As can be seen from Figure 5, intraday prediction can depict the ramping and declining characteristics during 7–12 h and 18–21 h more elaborately than day-ahead prediction: the rise and fall of electrical load during the midday peak period are captured earlier, with peak deviation converged; the depiction of the morning step and afternoon plateau of thermal load is smoother; and the overestimation/underestimation of short-term fluctuations in hydrogen load is corrected. Relying on higher time-frequency information, rolling optimization will synchronously adjust the output of coupled devices and energy purchase power. Under the refined prediction information, the adoption of multi-time-scale hierarchical rolling optimization dispatch results in more accurate intraday optimization outcomes for each load.
Figure 6 shows the influence of the number of adjacent stations K on the prediction performance. It can be seen that as K increases, the error decreases marginally, indicating that the moderate introduction of adjacent information can improve the robustness of the prediction, but the excessive neighborhood benefit is limited.
Figure 7 shows the comparison of whether to introduce spatial correlation. The results show that after the introduction of spatial correlation, the electrical prediction error decreases more significantly, the MAPE decreases by about 22.2%, the photovoltaic error also improves by about 5.3%, and the comprehensive improvement is about 16.9%.
Figure 8 shows the proposed TCN probability prediction results and interval coverage verification. From the diagram, it can be seen that Q50 can better track the trend of output change, and the 50% and 80% confidence intervals can effectively envelope the measured sequence; the coverage statistics show that the average coverage of the 50% interval is about 93.8%, and the coverage of the 80% interval reaches 100%, indicating that the quantile prediction and consistency constraints can provide an uncertainty description that can be used for robust scheduling.
As shown in Figure 9, by comparing with LSTM and other methods in terms of parameter quantity and inference speed, TCN has better comprehensive architecture performance.

5.3. Analysis of Robust Optimization Effect

During the case operation, a two-stage robust optimization model is introduced in this paper to improve the stability and safety of dispatching. Through typical scenario generation and uncertainty set modeling, the model ensures feasibility under different operating conditions in the day-ahead stage. This enables the system to maintain power balance and voltage stability even with prediction deviations, thereby effectively reducing the risks of wind and solar curtailment and power supply interruption. The comparison of load loss rate cost and total operating cost under various scenarios is shown in Table 3, verifying the advantages of the proposed method in improving power supply reliability and economy.
In order to quantitatively describe the impact of the budget parameter Γ on the scheduling results, this paper scans Γ ∈ [0, 1]. The results are shown in Figure 10. With the increase in Γ, the worst-case cost decreases significantly and gradually tends to be stable, while the expected cost increases monotonously, reflecting the typical ‘economy–robustness’ trade-off relationship.
Based on the above analysis, this paper selects Γ= 0.5 as the compromise point.
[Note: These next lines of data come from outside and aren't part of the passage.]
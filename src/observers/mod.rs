pub mod luenberger;
pub mod observer;
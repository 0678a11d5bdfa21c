use debug_print::debug_println;
use nalgebra as na;

use crate::error::ObserverError;
use crate::models::{LinearSystem, PlantModel, TankSystem};

use super::observer::Observer;

/// Luenberger-style observer integrated with fixed-step explicit Euler.
///
/// x_hat' = x_hat + T * (f(x_hat, u) + L * (y - g(x_hat)))
#[derive(Clone, Copy)]
pub struct LuenbergerObserver<M, const NX: usize> {
    model: M,
    sample_time: f64,
    gain: na::SVector<f64, NX>,
    x_hat: Option<na::SVector<f64, NX>>,
}

/// Observer running the nonlinear two-tank model.
pub type TankObserver = LuenbergerObserver<TankSystem, 2>;

/// Observer running a linearized two-tank model.
pub type LinearTankObserver = LuenbergerObserver<LinearSystem<2>, 2>;

impl<M: PlantModel<NX>, const NX: usize> LuenbergerObserver<M, NX> {
    /// Create an uninitialized observer with zero gain (open loop).
    ///
    /// The sample time is fixed for the lifetime of the observer.
    pub fn new(model: M, sample_time: f64) -> Result<Self, ObserverError> {
        if !sample_time.is_finite() || sample_time <= 0.0 {
            return Err(ObserverError::InvalidSampleTime(sample_time));
        }
        Ok(Self {
            model,
            sample_time,
            gain: na::SVector::zeros(),
            x_hat: None,
        })
    }

    pub fn sample_time(&self) -> f64 {
        self.sample_time
    }

    pub fn gain(&self) -> &na::SVector<f64, NX> {
        &self.gain
    }

    /// Current estimate, `None` until an initial state has been set.
    pub fn estimate(&self) -> Option<&na::SVector<f64, NX>> {
        self.x_hat.as_ref()
    }

    pub fn model(&self) -> &M {
        &self.model
    }
}

impl<M: PlantModel<NX>, const NX: usize> Observer<NX> for LuenbergerObserver<M, NX> {
    fn set_initial_state(&mut self, initial_state: &[f64]) -> Result<(), ObserverError> {
        if initial_state.len() != NX {
            return Err(ObserverError::DimensionMismatch {
                expected: NX,
                actual: initial_state.len(),
            });
        }
        self.x_hat = Some(na::SVector::from_column_slice(initial_state));
        Ok(())
    }

    fn set_gain(&mut self, gain: &[f64]) -> Result<(), ObserverError> {
        if gain.len() != NX {
            return Err(ObserverError::DimensionMismatch {
                expected: NX,
                actual: gain.len(),
            });
        }
        self.gain = na::SVector::from_column_slice(gain);
        debug_println!("observer gain set to {:?}", gain);
        Ok(())
    }

    fn compute(
        &mut self,
        measurement: f64,
        input: f64,
    ) -> Result<na::SVector<f64, NX>, ObserverError> {
        let x_hat = self.x_hat.ok_or(ObserverError::Uninitialized)?;

        let innovation = measurement - self.model.output(&x_hat);
        let dx = self.model.derivative(&x_hat, input) + self.gain * innovation;
        let x_next = x_hat + dx * self.sample_time;

        self.x_hat = Some(x_next);
        Ok(x_next)
    }
}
As shown in Figure 11, the robustness is increased to 0.88 when the expected cost is only increased by about 2.5%, and the worst-case risk is significantly reduced.
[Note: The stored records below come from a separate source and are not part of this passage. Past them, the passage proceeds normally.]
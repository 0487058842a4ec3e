//! Remote content repository over HTTP.
//!
//! The repository is resource-oriented: every logical name maps to a URL
//! below the configured base. Directory listings are JSON (`GET` with
//! `Accept: application/json`), existence is probed with `HEAD`, uploads
//! use `PUT`, directories are created with `MKCOL` and entries are moved
//! with `MOVE` plus a `Destination` header. Directories are reported with
//! `Content-Type: application/x-directory`.

use async_stream::try_stream;
use chrono::{DateTime, Utc};
use futures::{Stream, TryStreamExt};
use rqfs::{
    path::{Path, PathBuf},
    Metadata,
};
use tokio::io::{self, AsyncReadExt};
use url::Url;

use crate::Shutdown;

const DIRECTORY_MIMETYPE: &str = "application/x-directory";

#[derive(Debug, Clone)]
pub struct ContentRepo {
    client: reqwest::Client,
    base_url: Url,
    user_agent: String,
}

impl ContentRepo {
    pub fn new(base_url: Url) -> anyhow::Result<Self> {
        if base_url.cannot_be_a_base() {
            anyhow::bail!("Not a usable repository URL: {base_url}");
        }
        let user_agent = format!("rqfsd/{}", env!("CARGO_PKG_VERSION"));
        let client = reqwest::Client::builder()
            .user_agent(user_agent.clone())
            .build()?;
        log::info!("Initializing content repository at {base_url}");
        Ok(Self {
            client,
            base_url,
            user_agent,
        })
    }

    pub fn user_agent(&self) -> &str {
        &self.user_agent
    }

    fn url(&self, path: &Path) -> rqfs::Result<Url> {
        let mut url = self.base_url.clone();
        {
            let mut segments = url
                .path_segments_mut()
                .map_err(|()| rqfs::remote_error!(None, "repository URL has no path: {path}"))?;
            segments.pop_if_empty();
            segments.extend(path.components());
        }
        Ok(url)
    }

    async fn check(&self, resp: reqwest::Response) -> rqfs::Result<reqwest::Response> {
        let status = resp.status();
        if status.is_success() {
            return Ok(resp);
        }
        let msg = resp.text().await.unwrap_or_default();
        Err(rqfs::Error::remote(Some(status.as_u16()), msg))
    }

    async fn head(&self, path: &Path) -> rqfs::Result<Option<reqwest::Response>> {
        let url = self.url(path)?;
        let resp = self
            .client
            .head(url)
            .send()
            .await
            .map_err(crate::error::remote)?;
        if resp.status() == http::StatusCode::NOT_FOUND {
            return Ok(None);
        }
        Ok(Some(self.check(resp).await?))
    }
}

impl super::Exists for ContentRepo {
    async fn exists(&self, path: &Path) -> rqfs::Result<bool> {
        Ok(self.head(path).await?.is_some())
    }
}

impl super::Stat for ContentRepo {
    async fn metadata(&self, path: &Path) -> rqfs::Result<Option<Metadata>> {
        let resp = match self.head(path).await? {
            Some(resp) => resp,
            None => return Ok(None),
        };
        Ok(Some(map_head(path, &resp)?))
    }
}

impl super::DirEntries for ContentRepo {
    fn dir_entries(
        &self,
        parent_path: &Path,
    ) -> impl Stream<Item = rqfs::Result<Metadata>> + Send {
        let parent_path = parent_path.to_owned();
        log::trace!("listing remote entries of {parent_path}");
        try_stream! {
            let url = self.url(&parent_path)?;
            let resp = self
                .client
                .get(url)
                .header(http::header::ACCEPT, "application/json")
                .send()
                .await
                .map_err(crate::error::remote)?;
            let resp = self.check(resp).await?;
            let listing: api::Listing = resp.json().await.map_err(crate::error::remote)?;
            for entry in listing.entries {
                yield map_entry(&parent_path, entry)?;
            }
        }
    }
}

impl super::ReadFile for ContentRepo {
    async fn read_file(&self, path: PathBuf) -> rqfs::Result<impl io::AsyncRead + Send> {
        let url = self.url(&path)?;
        log::trace!("fetching {url}");
        let resp = self
            .client
            .get(url)
            .send()
            .await
            .map_err(crate::error::remote)?;
        if resp.status() == http::StatusCode::NOT_FOUND {
            return Err(rqfs::Error::NotFound(path));
        }
        let resp = self.check(resp).await?;
        let stream = resp
            .bytes_stream()
            .map_err(|err| io::Error::new(io::ErrorKind::Other, err));
        Ok(tokio_util::io::StreamReader::new(stream))
    }
}

impl super::WriteFile for ContentRepo {
    async fn write_file(
        &self,
        path: &Path,
        data: impl io::AsyncRead + Send,
    ) -> rqfs::Result<Metadata> {
        let url = self.url(path)?;
        log::info!("uploading {url}");

        tokio::pin!(data);
        let mut body = Vec::new();
        data.read_to_end(&mut body).await?;
        let size = body.len() as u64;

        let resp = self
            .client
            .put(url)
            .body(body)
            .send()
            .await
            .map_err(crate::error::remote)?;
        self.check(resp).await?;
        Ok(Metadata::Regular {
            path: path.to_owned(),
            size,
            mtime: Utc::now(),
        })
    }
}

impl super::MkDir for ContentRepo {
    async fn mkdir(&self, path: &Path, parents: bool) -> rqfs::Result<()> {
        let mkcol = reqwest::Method::from_bytes(b"MKCOL").unwrap();
        let mut pending = Vec::new();
        if parents {
            let mut cur = Some(path);
            while let Some(p) = cur {
                if p.is_root() {
                    break;
                }
                pending.push(p.to_owned());
                cur = p.parent();
            }
            pending.reverse();
        } else {
            pending.push(path.to_owned());
        }

        for p in pending {
            let url = self.url(&p)?;
            log::info!("mkcol {url}");
            let resp = self
                .client
                .request(mkcol.clone(), url)
                .send()
                .await
                .map_err(crate::error::remote)?;
            match resp.status().as_u16() {
                // directory already there
                405 | 409 if parents => (),
                405 => return Err(rqfs::Error::AlreadyExists(p)),
                _ => {
                    self.check(resp).await?;
                }
            }
        }
        Ok(())
    }
}

impl super::MoveEntry for ContentRepo {
    async fn move_entry(&self, src: &Path, dest: &Path) -> rqfs::Result<Metadata> {
        let mv = reqwest::Method::from_bytes(b"MOVE").unwrap();
        let url = self.url(src)?;
        let dest_url = self.url(dest)?;
        log::info!("moving {url} to {dest_url}");
        let resp = self
            .client
            .request(mv, url)
            .header("Destination", dest_url.as_str())
            .header("Overwrite", "T")
            .send()
            .await
            .map_err(crate::error::remote)?;
        if resp.status() == http::StatusCode::NOT_FOUND {
            return Err(rqfs::Error::NotFound(src.to_owned()));
        }
        self.check(resp).await?;

        use super::Stat;
        match self.metadata(dest).await? {
            Some(md) => Ok(md),
            None => Err(rqfs::remote_error!(
                None,
                "moved entry is gone on the repository: {dest}"
            )),
        }
    }
}

impl super::Delete for ContentRepo {
    async fn delete(&self, path: &Path) -> rqfs::Result<()> {
        let url = self.url(path)?;
        log::info!("deleting {url}");
        let resp = self
            .client
            .delete(url)
            .send()
            .await
            .map_err(crate::error::remote)?;
        if resp.status() == http::StatusCode::NOT_FOUND {
            return Err(rqfs::Error::remote(Some(404), format!("{path}")));
        }
        self.check(resp).await?;
        Ok(())
    }
}

impl super::ResourceUrl for ContentRepo {
    fn resource_url(&self, path: &Path) -> rqfs::Result<Url> {
        self.url(path)
    }
}

impl Shutdown for ContentRepo {}

impl super::Storage for ContentRepo {}

impl super::RemoteStorage for ContentRepo {}

fn map_head(path: &Path, resp: &reqwest::Response) -> rqfs::Result<Metadata> {
    let headers = resp.headers();
    let is_dir = headers
        .get(http::header::CONTENT_TYPE)
        .and_then(|v| v.to_str().ok())
        .map(|v| v.starts_with(DIRECTORY_MIMETYPE))
        .unwrap_or(false);
    if is_dir {
        return Ok(Metadata::Directory {
            path: path.to_owned(),
        });
    }
    let size = headers
        .get(http::header::CONTENT_LENGTH)
        .and_then(|v| v.to_str().ok())
        .and_then(|v| v.parse().ok())
        .unwrap_or(0);
    let mtime = headers
        .get(http::header::LAST_MODIFIED)
        .and_then(|v| v.to_str().ok())
        .and_then(|v| DateTime::parse_from_rfc2822(v).ok())
        .map(|dt| dt.with_timezone(&Utc))
        .unwrap_or_else(Utc::now);
    Ok(Metadata::Regular {
        path: path.to_owned(),
        size,
        mtime,
    })
}

fn map_entry(parent_path: &Path, entry: api::Entry) -> rqfs::Result<Metadata> {
    let path = parent_path.join(&entry.name);
    let metadata = match entry.kind {
        api::Kind::Directory => Metadata::Directory { path },
        api::Kind::File => {
            let mtime = entry.mtime.ok_or_else(|| {
                rqfs::remote_error!(None, "Expected a modification time for {path}")
            })?;
            let size = entry
                .size
                .ok_or_else(|| rqfs::remote_error!(None, "Expected a size for {path}"))?;
            Metadata::Regular { path, size, mtime }
        }
        api::Kind::Other => Metadata::Special { path },
    };
    Ok(metadata)
}

mod api {
    use chrono::{DateTime, Utc};
    use serde::Deserialize;

    #[derive(Debug, Clone, Copy, Deserialize)]
    #[serde(rename_all = "camelCase")]
    pub enum Kind {
        Directory,
        File,
        #[serde(other)]
        Other,
    }

    #[derive(Debug, Clone, Deserialize)]
    #[serde(rename_all = "camelCase")]
    pub struct Entry {
        pub name: String,
        pub kind: Kind,
        pub size: Option<u64>,
        pub mtime: Option<DateTime<Utc>>,
    }

    #[derive(Debug, Clone, Default, Deserialize)]
    #[serde(rename_all = "camelCase")]
    pub struct Listing {
        #[serde(default)]
        pub entries: Vec<Entry>,
    }
}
In order to verify the comparative advantages of the proposed two-stage robust optimization under different benchmark strategies, this paper sets up three methods of deterministic optimization, single-stage robustness, and two-stage robustness for comparison. As shown in Figure 12, the expected cost of the deterministic method is the lowest, but the worst-case cost increases significantly and the robustness is low. Single-stage robustness improves robustness, but at the expense of renewable consumption. The two-stage robustness achieves a comprehensive optimization between expected cost, worst-case cost, and robustness and maintains a high level of renewable energy consumption, reflecting the structural advantage of day-ahead plan and intraday correction.
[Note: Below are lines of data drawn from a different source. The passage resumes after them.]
use std::{error, fmt, io};

use serde::{Deserialize, Serialize};

use crate::path::PathBuf;

/// An error type shared by the overlay tree and its collaborators.
///
/// Each kind has a stable identifier, preserved through serialization.
#[derive(Debug, Clone, Serialize, Deserialize)]
#[serde(rename_all = "camelCase")]
pub enum Error {
    /// A name does not exist where required.
    NotFound(PathBuf),
    /// Create would overwrite an existing entry.
    AlreadyExists(PathBuf),
    /// Directory delete refused.
    NotEmpty(PathBuf),
    /// Orphaned local state cannot be safely reconciled.
    Conflict(PathBuf),
    /// Lower-level filesystem failure.
    Io(String),
    /// HTTP failure against the remote repository.
    Remote { status: Option<u16>, msg: String },
    /// Durable-queue failure.
    Queue(String),
}

impl Error {
    pub fn remote(status: Option<u16>, msg: impl Into<String>) -> Self {
        Self::Remote {
            status,
            msg: msg.into(),
        }
    }

    /// HTTP status carried by a remote error, if any.
    pub fn status(&self) -> Option<u16> {
        match self {
            Self::Remote { status, .. } => *status,
            _ => None,
        }
    }

    pub fn is_not_found(&self) -> bool {
        matches!(self, Self::NotFound(..)) || self.status() == Some(404)
    }
}

impl fmt::Display for Error {
    fn fmt(&self, f: &mut fmt::Formatter<'_>) -> fmt::Result {
        match self {
            Self::NotFound(path) => write!(f, "No such entry: {path}"),
            Self::AlreadyExists(path) => write!(f, "Entry already exists: {path}"),
            Self::NotEmpty(path) => write!(f, "Directory is not empty: {path}"),
            Self::Conflict(path) => write!(f, "Conflicting local state: {path}"),
            Self::Io(msg) => write!(f, "IO error: {msg}"),
            Self::Remote {
                status: Some(status),
                msg,
            } => write!(f, "Remote error ({status}): {msg}"),
            Self::Remote { status: None, msg } => write!(f, "Remote error: {msg}"),
            Self::Queue(msg) => write!(f, "Queue error: {msg}"),
        }
    }
}

impl error::Error for Error {}

impl From<io::Error> for Error {
    fn from(value: io::Error) -> Self {
        match value.kind() {
            io::ErrorKind::NotFound => Self::NotFound(PathBuf::new()),
            io::ErrorKind::AlreadyExists => Self::AlreadyExists(PathBuf::new()),
            _ => Self::Io(value.to_string()),
        }
    }
}

impl From<camino::FromPathBufError> for Error {
    fn from(value: camino::FromPathBufError) -> Self {
        Self::Io(format!(
            "Non UTF-8 path: {}",
            value.as_path().display()
        ))
    }
}

pub type Result<T> = std::result::Result<T, Error>;

#[macro_export]
macro_rules! io_bail {
    ($($t:tt)*) => {
        return ::core::result::Result::Err($crate::Error::Io(format!($($t)*)));
    };
}

#[macro_export]
macro_rules! queue_bail {
    ($($t:tt)*) => {
        return ::core::result::Result::Err($crate::Error::Queue(format!($($t)*)));
    };
}

#[macro_export]
macro_rules! io_error {
    ($($t:tt)*) => {
        $crate::Error::Io(format!($($t)*))
    };
}

#[macro_export]
macro_rules! remote_error {
    ($status:expr, $($t:tt)*) => {
        $crate::Error::Remote { status: $status, msg: format!($($t)*) }
    };
}

#[macro_export]
macro_rules! queue_error {
    ($($t:tt)*) => {
        $crate::Error::Queue(format!($($t)*))
    };
}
The comparison of load loss rate cost and total operating cost under various scenarios is shown in Table 3, verifying the advantages of the proposed method in improving power supply reliability and economy.
As can be seen from the results, the total operating cost and load loss rate cost of the three scenarios gradually decrease, indicating that different configuration schemes have improved the economy and power supply reliability of the system. In Scenario 1, the load loss cost accounts for 31.5% of the total cost, reflecting the insufficient adaptability of the system in the absence of hydrogen energy complementarity and retired batteries. After introducing retired batteries, the load loss cost drops to 27.2% and the total cost decreases, verifying the dual value of retired batteries. Scenario 3 further reduces the load loss cost to 21.9% through hydrogen–electric coupling. Although the total cost is slightly higher, the flexible regulation capacity of the system is significantly improved.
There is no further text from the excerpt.